A shortened, slang application.
I've been thinking about this question a lot over the past year. It may sound silly given the ubiquity of the word, but despite all the "apps" on our phones and webpages and other devices, I'm not sure we have a good sense of what it means, or what that meaning implies.
I was happy to fall upon this nice explanation by Steven An, left in a comment on a Gamasutra article about the new Mac App Store:
I think the primary thing that Apple did was create and market the concept of the "app" as a $1-5 unit. They're doing to software what they did to music: they broke it up into little pieces and then gave consumers a nice place to shop for the pieces.

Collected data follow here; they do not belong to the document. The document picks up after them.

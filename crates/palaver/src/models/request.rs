use serde::{Deserialize, Serialize};
use std::fmt;
use std::sync::Arc;
use strum_macros::{Display, EnumString};

use super::conversation::Conversation;
use super::message::Message;
use super::model::ModelInfo;
use super::response::Response;
use crate::tool::ToolDefinition;

pub const DEFAULT_MAX_TOKENS: u32 = 4096;

/// Called when a turn ends without pending tools. Returning a message resends with it appended.
pub type FeedbackCallback = Arc<dyn Fn(&Response) -> anyhow::Result<Option<Message>> + Send + Sync>;

/// Called when a turn is truncated. Returns the request to send next, or a request ending in an
/// assistant message to stop.
pub type ContinuationCallback = Arc<dyn Fn(&Response) -> anyhow::Result<Request> + Send + Sync>;

#[derive(Debug, Clone, Copy, PartialEq, Eq, Serialize, Deserialize, Display, EnumString)]
#[serde(rename_all = "snake_case")]
#[strum(serialize_all = "snake_case")]
pub enum ReasoningEffort {
    None,
    Minimal,
    Low,
    Medium,
    High,
    ExtraHigh,
}

/// How much thinking a model may do. Each provider supports only some of these.
#[derive(Debug, Clone, Copy, PartialEq, Eq, Serialize, Deserialize)]
#[serde(rename_all = "snake_case")]
pub enum ReasoningConfig {
    /// Maximum number of thinking tokens
    Budget(u32),
    Effort(ReasoningEffort),
}

/// Cumulative token, cost and time counters for a whole exchange
#[derive(Debug, Clone, Copy, Default, PartialEq, Serialize, Deserialize)]
#[serde(rename_all = "camelCase")]
pub struct Usage {
    pub input_tokens: u64,
    pub output_tokens: u64,
    /// Largest output of any single turn
    pub max_output_tokens: u64,
    pub input_cost: f64,
    pub output_cost: f64,
    pub time_ms: u64,
}

impl Usage {
    pub fn total_cost(&self) -> f64 {
        self.input_cost + self.output_cost
    }
}

/// Everything needed to ask a model for its next turn, plus the running totals so far
#[derive(Clone)]
pub struct Request {
    model: ModelInfo,
    conversation: Conversation,
    temperature: f32,
    max_tokens: u32,
    tools: Vec<Arc<dyn ToolDefinition>>,
    stop_sequences: Vec<String>,
    reasoning: Option<ReasoningConfig>,
    feedback: Option<FeedbackCallback>,
    continuation: Option<ContinuationCallback>,
    usage: Usage,
}

impl Request {
    pub fn new(model: ModelInfo, conversation: Conversation) -> Self {
        Self {
            model,
            conversation,
            temperature: 0.0,
            max_tokens: DEFAULT_MAX_TOKENS,
            tools: Vec::new(),
            stop_sequences: Vec::new(),
            reasoning: None,
            feedback: None,
            continuation: None,
            usage: Usage::default(),
        }
    }

    pub fn with_temperature(mut self, temperature: f32) -> Self {
        self.temperature = temperature;
        self
    }

    pub fn with_max_tokens(mut self, max_tokens: u32) -> Self {
        self.max_tokens = max_tokens;
        self
    }

    pub fn with_tool(mut self, tool: Arc<dyn ToolDefinition>) -> Self {
        self.tools.push(tool);
        self
    }

    pub fn with_tools(mut self, tools: Vec<Arc<dyn ToolDefinition>>) -> Self {
        self.tools.extend(tools);
        self
    }

    pub fn with_stop_sequences<S: Into<String>>(mut self, stop: impl IntoIterator<Item = S>) -> Self {
        self.stop_sequences = stop.into_iter().map(Into::into).collect();
        self
    }

    pub fn with_reasoning(mut self, reasoning: ReasoningConfig) -> Self {
        self.reasoning = Some(reasoning);
        self
    }

    pub fn with_feedback<F>(mut self, feedback: F) -> Self
    where
        F: Fn(&Response) -> anyhow::Result<Option<Message>> + Send + Sync + 'static,
    {
        self.feedback = Some(Arc::new(feedback));
        self
    }

    pub fn with_continuation<F>(mut self, continuation: F) -> Self
    where
        F: Fn(&Response) -> anyhow::Result<Request> + Send + Sync + 'static,
    {
        self.continuation = Some(Arc::new(continuation));
        self
    }

    pub fn without_feedback(mut self) -> Self {
        self.feedback = None;
        self
    }

    /// A copy of this request with one more message in its conversation
    pub fn with_message(&self, message: Message) -> Self {
        Self {
            conversation: self.conversation.with_message(message),
            ..self.clone()
        }
    }

    pub fn with_conversation(&self, conversation: Conversation) -> Self {
        Self {
            conversation,
            ..self.clone()
        }
    }

    /// A copy of this request with one turn's tokens and cost added to the totals
    pub fn with_cost(
        &self,
        input_tokens: u64,
        output_tokens: u64,
        input_cost: f64,
        output_cost: f64,
    ) -> Self {
        let usage = self.usage;
        Self {
            usage: Usage {
                input_tokens: usage.input_tokens + input_tokens,
                output_tokens: usage.output_tokens + output_tokens,
                max_output_tokens: usage.max_output_tokens.max(output_tokens),
                input_cost: usage.input_cost + input_cost,
                output_cost: usage.output_cost + output_cost,
                ..usage
            },
            ..self.clone()
        }
    }

    /// A copy of this request with elapsed wall time added to the total
    pub fn with_time(&self, time_ms: u64) -> Self {
        let mut usage = self.usage;
        usage.time_ms += time_ms;
        Self {
            usage,
            ..self.clone()
        }
    }

    pub fn model(&self) -> &ModelInfo {
        &self.model
    }

    pub fn conversation(&self) -> &Conversation {
        &self.conversation
    }

    pub fn messages(&self) -> &[Message] {
        self.conversation.messages()
    }

    pub fn last_message(&self) -> Option<&Message> {
        self.conversation.last()
    }

    pub fn temperature(&self) -> f32 {
        self.temperature
    }

    pub fn max_tokens(&self) -> u32 {
        self.max_tokens
    }

    pub fn tools(&self) -> &[Arc<dyn ToolDefinition>] {
        &self.tools
    }

    pub fn stop_sequences(&self) -> &[String] {
        &self.stop_sequences
    }

    pub fn reasoning(&self) -> Option<ReasoningConfig> {
        self.reasoning
    }

    pub fn feedback(&self) -> Option<&FeedbackCallback> {
        self.feedback.as_ref()
    }

    pub fn continuation(&self) -> Option<&ContinuationCallback> {
        self.continuation.as_ref()
    }

    pub fn usage(&self) -> &Usage {
        &self.usage
    }
}

impl fmt::Debug for Request {
    fn fmt(&self, f: &mut fmt::Formatter<'_>) -> fmt::Result {
        let tools: Vec<&str> = self.tools.iter().map(|t| t.name()).collect();
        f.debug_struct("Request")
            .field("model", &self.model.code)
            .field("conversation", &self.conversation)
            .field("temperature", &self.temperature)
            .field("max_tokens", &self.max_tokens)
            .field("tools", &tools)
            .field("stop_sequences", &self.stop_sequences)
            .field("reasoning", &self.reasoning)
            .field("feedback", &self.feedback.is_some())
            .field("continuation", &self.continuation.is_some())
            .field("usage", &self.usage)
            .finish()
    }
}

Before, the channels of distribution were much clunkier and inert. This is very much a good thing for smaller devs. Apple has removed so much of the headache of marketing ("Just find it on the AppStore!"), setting up payment systems, installation, etc.

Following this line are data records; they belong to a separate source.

use anyhow::Result;
use async_trait::async_trait;
use futures::future::BoxFuture;
use serde_json::Value;
use std::future::Future;
use std::sync::Arc;

use crate::models::content::Content;
use crate::models::model::ModelFamily;

/// Well known tools some providers ship their own schema for
#[derive(Debug, Clone, Copy, PartialEq, Eq)]
pub enum NativeTool {
    TextEditor,
}

/// The provider specific type and name of a native tool
#[derive(Debug, Clone, Copy, PartialEq, Eq)]
pub struct NativeSpec {
    pub tool_type: &'static str,
    pub name: &'static str,
}

const TEXT_EDITOR_VERSIONS: &[(ModelFamily, NativeSpec)] = &[
    (
        ModelFamily::Claude4,
        NativeSpec {
            tool_type: "text_editor_20250728",
            name: "str_replace_based_edit_tool",
        },
    ),
    (
        ModelFamily::Claude37,
        NativeSpec {
            tool_type: "text_editor_20250124",
            name: "str_replace_editor",
        },
    ),
];

const TEXT_EDITOR_FALLBACK: NativeSpec = NativeSpec {
    tool_type: "text_editor_20250429",
    name: "str_replace_based_edit_tool",
};

impl NativeTool {
    pub fn spec(self, family: ModelFamily) -> NativeSpec {
        match self {
            NativeTool::TextEditor => TEXT_EDITOR_VERSIONS
                .iter()
                .find(|(f, _)| *f == family)
                .map(|(_, spec)| *spec)
                .unwrap_or(TEXT_EDITOR_FALLBACK),
        }
    }
}

/// A tool that can be offered to a model and executed when the model asks for it
#[async_trait]
pub trait ToolDefinition: Send + Sync {
    fn name(&self) -> &str;

    fn description(&self) -> &str;

    /// JSON schema of the input object
    fn input_schema(&self) -> &Value;

    fn native(&self) -> Option<NativeTool> {
        None
    }

    /// Run the tool. An `Err` aborts the agent run; errors the model should see belong in the
    /// returned content.
    async fn handle(&self, input: Value) -> Result<Vec<Content>>;
}

/// The name a model of the given family uses when calling this tool
pub fn wire_name(tool: &dyn ToolDefinition, family: ModelFamily) -> &str {
    match tool.native() {
        Some(native) => native.spec(family).name,
        None => tool.name(),
    }
}

/// Find the tool a model called by name
pub fn find_tool<'a>(
    tools: &'a [Arc<dyn ToolDefinition>],
    name: &str,
    family: ModelFamily,
) -> Option<&'a Arc<dyn ToolDefinition>> {
    tools
        .iter()
        .find(|tool| tool.name() == name || wire_name(tool.as_ref(), family) == name)
}

type Handler = Arc<dyn Fn(Value) -> BoxFuture<'static, Result<Vec<Content>>> + Send + Sync>;

/// A tool backed by an async closure
pub struct FunctionTool {
    name: String,
    description: String,
    input_schema: Value,
    handler: Handler,
}

impl FunctionTool {
    pub fn new<N, D, F, Fut>(name: N, description: D, input_schema: Value, handler: F) -> Self
    where
        N: Into<String>,
        D: Into<String>,
        F: Fn(Value) -> Fut + Send + Sync + 'static,
        Fut: Future<Output = Result<Vec<Content>>> + Send + 'static,
    {
        Self {
            name: name.into(),
            description: description.into(),
            input_schema,
            handler: Arc::new(move |input| Box::pin(handler(input))),
        }
    }
}

#[async_trait]
impl ToolDefinition for FunctionTool {
    fn name(&self) -> &str {
        &self.name
    }

    fn description(&self) -> &str {
        &self.description
    }

    fn input_schema(&self) -> &Value {
        &self.input_schema
    }

    async fn handle(&self, input: Value) -> Result<Vec<Content>> {
        (self.handler)(input).await
    }
}
use thiserror::Error;

#[derive(Error, Debug)]
pub enum ConfigError {
    #[error("Missing required environment variable: {env_var}")]
    MissingEnvVar { env_var: String },
    #[error("Configuration error: {0}")]
    Other(#[from] config::ConfigError),
}

/// The environment variable that sets a configuration key, e.g. `provider.api_key` is set by
/// `PALAVER_PROVIDER__API_KEY`
pub fn to_env_var(field: &str) -> String {
    format!("PALAVER_{}", field.replace('.', "__").to_uppercase())
}

#[cfg(test)]
mod tests {
    use super::*;

    #[test]
    fn test_to_env_var() {
        assert_eq!(to_env_var("provider.type"), "PALAVER_PROVIDER__TYPE");
        assert_eq!(to_env_var("agent.max_tokens"), "PALAVER_AGENT__MAX_TOKENS");
    }
}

This is a good start, but it only describes the business logic of the app store and its resulting apps. There's a bigger question embedded in An's observation: what happens when we break software up into tiny pieces?
The American Dialect Society may have inadvertently answered the question. Earlier this week they named the term 'app' word of the year. The Society's rather abrupt definition is as follows:
The shortened slang term for a computer or smart phone application.
It's reasonably accurate of course, but an "app" is really much more than just a shortened slang term. It's not just the term that's shortened, and it's not just the term that's slanged. It's also the application itself that's shortened and slanged
, as An's comparison to music singles implies. The days of the software office suite are giving way to a new era of individual units, each purpose-built for a specific function... or just as often, for no function at all.
And there's the rub of the new era of apps. The software suite may have been an authoritarian regime, a few large companies offering a few top-down visions of how to use computers productively. But like the LP record, it told a coherent story—or at least presented a complete aesthetic.
Apps shatter the very idea of aesthetic coherence, turning computers into weird samplers that betray the smooth, slick exteriors of the iDevices that contain them. It's no accident that these gadgets also refuse the multitasking and deep integration of traditional graphical computer operating systems. Multitasking may have been omitted from early app-focused devices like the iPhone for reasons of limited hardware resources, but it's evolved to become anathema to the app aesthetic.
Instead, apps are meant to be isolated from one another. To use a term I coined last year when the iOS 4's rudimentary multitasking feature was released, apps latertask, they don't multitask: "Rather than putting apps away entirely, they remain close by but inactive, like a dogeared book on the desk rather than a closed book on the shelf." Apps are like tic-tacs, always sweet, always there, but usually there for no reason.
The app is a mixed blessing for computer aesthetics, just like music sampling is for music. On the one hand, we get many variations of the same thing that can surprise us when refashioned in different permutations. But on the other hand, we get fewer coherent, complete takes on things. And there's a risk that deep meaning slowly seeps out of every unit as each does less and less. Apps and web services like Foursquare and Facebook give us a preview of this potential future agony, one in which the most basic chunk of meaning is the conveyance of a piece of data from a database to a screen and back again.
Critics will respond that such services allow people rather than corporations to define what's interesting or important to them, individuals synthesizing the configuration and use of apps like teenagers fashioning mix tapes. There's both truth and gloom in this observation. As exhilarating and rousing as that feeling might be, it's precious and fragile too.
If the baroqueness and oppression of applications is akin to the overly complex prog rock of Rush, then the lightness and simplicity of apps is akin to the carefree buoyancy of Ke$ha. Shortening and slang are easy and comfortable. They make you feel good. But how long can anyone get away with eye glitter and hot pants?